§ WHAT THIS TASK INVOLVES
Collect all lines below with the string "fixed".

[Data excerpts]
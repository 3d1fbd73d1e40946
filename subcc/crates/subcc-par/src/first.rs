//! FIRST sets.
//!
//! Standard fixed-point computation over the productions. Nullability is
//! tracked as a separate set rather than an epsilon pseudo-terminal in
//! the FIRST sets themselves.

use subcc_util::{FxHashMap, FxHashSet};

use crate::grammar::{Grammar, SymbolId};

/// FIRST sets for every nonterminal of a grammar, plus nullability.
pub struct FirstSets {
    first: FxHashMap<SymbolId, FxHashSet<SymbolId>>,
    nullable: FxHashSet<SymbolId>,
}

impl FirstSets {
    /// Computes the FIRST sets of `grammar` by fixed point.
    ///
    /// For each production `A -> X1 X2 … Xn`, `FIRST(X1)` (minus epsilon)
    /// flows into `FIRST(A)`; if `X1` is nullable the flow continues
    /// with `X2`, and so on. `A` is nullable when some production's rhs
    /// is entirely nullable.
    pub fn compute(grammar: &Grammar) -> FirstSets {
        let mut first: FxHashMap<SymbolId, FxHashSet<SymbolId>> = FxHashMap::default();
        let mut nullable: FxHashSet<SymbolId> = FxHashSet::default();
        for production in grammar.productions() {
            first.entry(production.lhs).or_default();
        }

        let mut changed = true;
        while changed {
            changed = false;
            for production in grammar.productions() {
                let mut nullable_prefix = true;
                let mut additions: Vec<SymbolId> = Vec::new();
                for &sym in &production.rhs {
                    if grammar.is_terminal(sym) {
                        additions.push(sym);
                        nullable_prefix = false;
                        break;
                    }
                    if let Some(set) = first.get(&sym) {
                        additions.extend(set.iter().copied());
                    }
                    if !nullable.contains(&sym) {
                        nullable_prefix = false;
                        break;
                    }
                }

                let lhs_set = first.entry(production.lhs).or_default();
                for sym in additions {
                    changed |= lhs_set.insert(sym);
                }
                if nullable_prefix {
                    changed |= nullable.insert(production.lhs);
                }
            }
        }

        FirstSets { first, nullable }
    }

    /// The FIRST set of a single symbol. For a terminal this is the
    /// terminal itself.
    pub fn first_of(&self, grammar: &Grammar, sym: SymbolId) -> FxHashSet<SymbolId> {
        if grammar.is_terminal(sym) {
            let mut set = FxHashSet::default();
            set.insert(sym);
            set
        } else {
            self.first.get(&sym).cloned().unwrap_or_default()
        }
    }

    /// True if `sym` derives the empty string.
    pub fn is_nullable(&self, sym: SymbolId) -> bool {
        self.nullable.contains(&sym)
    }

    /// FIRST of a symbol sequence, and whether the whole sequence is
    /// nullable.
    pub fn first_of_sequence(
        &self,
        grammar: &Grammar,
        seq: &[SymbolId],
    ) -> (FxHashSet<SymbolId>, bool) {
        let mut result = FxHashSet::default();
        for &sym in seq {
            if grammar.is_terminal(sym) {
                result.insert(sym);
                return (result, false);
            }
            if let Some(set) = self.first.get(&sym) {
                result.extend(set.iter().copied());
            }
            if !self.nullable.contains(&sym) {
                return (result, false);
            }
        }
        (result, true)
    }

    /// FIRST of `seq` followed by the single terminal `lookahead`:
    /// the lookahead set for closure items.
    pub fn first_with_lookahead(
        &self,
        grammar: &Grammar,
        seq: &[SymbolId],
        lookahead: SymbolId,
    ) -> FxHashSet<SymbolId> {
        let (mut set, nullable) = self.first_of_sequence(grammar, seq);
        if nullable {
            set.insert(lookahead);
        }
        set
    }
}

#[cfg(test)]
mod tests {
    use super::*;
    use crate::grammar::Grammar;

    fn subc_first() -> (Grammar, FirstSets) {
        let grammar = Grammar::subc();
        let first = FirstSets::compute(&grammar);
        (grammar, first)
    }

    fn names(grammar: &Grammar, set: &FxHashSet<SymbolId>) -> Vec<String> {
        let mut v: Vec<String> = set.iter().map(|&s| grammar.name(s).to_string()).collect();
        v.sort();
        v
    }

    #[test]
    fn test_first_of_type_specifier() {
        let (grammar, first) = subc_first();
        let sym = grammar.symbol("type_specifier").unwrap();
        assert_eq!(
            names(&grammar, &first.first_of(&grammar, sym)),
            vec!["STRUCT", "TYPE", "VOID"]
        );
        assert!(!first.is_nullable(sym));
    }

    #[test]
    fn test_nullable_nonterminals() {
        let (grammar, first) = subc_first();
        for name in ["ext_def_list", "def_list", "stmt_list", "pointers", "expr_e"] {
            assert!(
                first.is_nullable(grammar.symbol(name).unwrap()),
                "{name} should be nullable"
            );
        }
        for name in ["program'", "ext_def", "stmt", "expr", "binary", "unary"] {
            assert!(
                !first.is_nullable(grammar.symbol(name).unwrap()),
                "{name} should not be nullable"
            );
        }
    }

    #[test]
    fn test_program_is_nullable_via_empty_ext_def_list() {
        let (grammar, first) = subc_first();
        assert!(first.is_nullable(grammar.symbol("program").unwrap()));
        assert!(first.is_nullable(grammar.augmented_start()));
    }

    #[test]
    fn test_first_soundness_per_production() {
        // FIRST(rhs) is always a subset of FIRST(lhs), and the lhs is
        // nullable whenever the rhs is.
        let (grammar, first) = subc_first();
        for production in grammar.productions() {
            let lhs_first = first.first_of(&grammar, production.lhs);
            let (rhs_first, rhs_nullable) = first.first_of_sequence(&grammar, &production.rhs);
            for sym in &rhs_first {
                assert!(
                    lhs_first.contains(sym),
                    "FIRST({}) is missing {} from production {:?}",
                    grammar.name(production.lhs),
                    grammar.name(*sym),
                    production.id,
                );
            }
            if rhs_nullable {
                assert!(first.is_nullable(production.lhs));
            }
        }
    }

    #[test]
    fn test_nullable_iff_some_nullable_rhs() {
        let (grammar, first) = subc_first();
        for production in grammar.productions() {
            let lhs = production.lhs;
            if first.is_nullable(lhs) {
                let nullable_somehow = grammar.productions_for(lhs).iter().any(|&p| {
                    first
                        .first_of_sequence(&grammar, &grammar.production(p).rhs)
                        .1
                });
                assert!(nullable_somehow, "{}", grammar.name(lhs));
            }
        }
    }

    #[test]
    fn test_first_with_lookahead() {
        let (grammar, first) = subc_first();
        let expr_e = grammar.symbol("expr_e").unwrap();
        let semi = grammar.symbol("';'").unwrap();
        let set = first.first_with_lookahead(&grammar, &[expr_e], semi);
        // expr_e is nullable, so the lookahead flows through.
        assert!(set.contains(&semi));
        assert!(set.contains(&grammar.symbol("ID").unwrap()));
        assert!(set.contains(&grammar.symbol("INTEGER_CONST").unwrap()));
    }
}
//! Operator lexing.
//!
//! Multi-character operators are matched greedily (longest match):
//! `-> ++ -- <= >= == != && ||`.

use crate::error::LexError;
use crate::token::{Token, TokenKind};
use crate::Lexer;

impl<'a> Lexer<'a> {
    /// Lexes `+` or `++`.
    pub(super) fn lex_plus(&mut self) -> Token {
        self.cursor.advance();
        if self.cursor.match_char('+') {
            self.finish(TokenKind::IncOp)
        } else {
            self.finish(TokenKind::Plus)
        }
    }

    /// Lexes `-`, `--`, or `->`.
    pub(super) fn lex_minus(&mut self) -> Token {
        self.cursor.advance();
        if self.cursor.match_char('-') {
            self.finish(TokenKind::DecOp)
        } else if self.cursor.match_char('>') {
            self.finish(TokenKind::StructOp)
        } else {
            self.finish(TokenKind::Minus)
        }
    }

    /// Lexes `*`, rejecting a stray `*/`.
    ///
    /// A `*/` with no open comment is a lexical error rather than a
    /// `'*'` `'/'` pair.
    pub(super) fn lex_star(&mut self) -> Result<Token, LexError> {
        if self.cursor.peek_char(1) == '/' {
            return Err(LexError::UnmatchedCommentClose(self.token_loc));
        }
        self.cursor.advance();
        Ok(self.finish(TokenKind::Star))
    }

    /// Lexes `=` or `==`.
    pub(super) fn lex_equals(&mut self) -> Token {
        self.cursor.advance();
        if self.cursor.match_char('=') {
            self.finish(TokenKind::EqOp)
        } else {
            self.finish(TokenKind::Assign)
        }
    }

    /// Lexes `!` or `!=`.
    pub(super) fn lex_bang(&mut self) -> Token {
        self.cursor.advance();
        if self.cursor.match_char('=') {
            self.finish(TokenKind::EqOp)
        } else {
            self.finish(TokenKind::Bang)
        }
    }

    /// Lexes `<`, `<=`, `>`, or `>=`, all of which are `RELOP`.
    pub(super) fn lex_angle(&mut self) -> Token {
        self.cursor.advance();
        self.cursor.match_char('=');
        self.finish(TokenKind::RelOp)
    }

    /// Lexes `&` or `&&`.
    pub(super) fn lex_ampersand(&mut self) -> Token {
        self.cursor.advance();
        if self.cursor.match_char('&') {
            self.finish(TokenKind::AndAnd)
        } else {
            self.finish(TokenKind::Amp)
        }
    }

    /// Lexes `||`; a lone `|` is not in the alphabet.
    pub(super) fn lex_pipe(&mut self) -> Result<Token, LexError> {
        if self.cursor.peek_char(1) == '|' {
            self.cursor.advance();
            self.cursor.advance();
            Ok(self.finish(TokenKind::OrOr))
        } else {
            Err(LexError::UnexpectedCharacter {
                ch: '|',
                loc: self.token_loc,
            })
        }
    }
}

§ SOLUTION FOR THIS TASK
//! Standard fixed-point computation over the productions. Nullability is
    /// Computes the FIRST sets of `grammar` by fixed point.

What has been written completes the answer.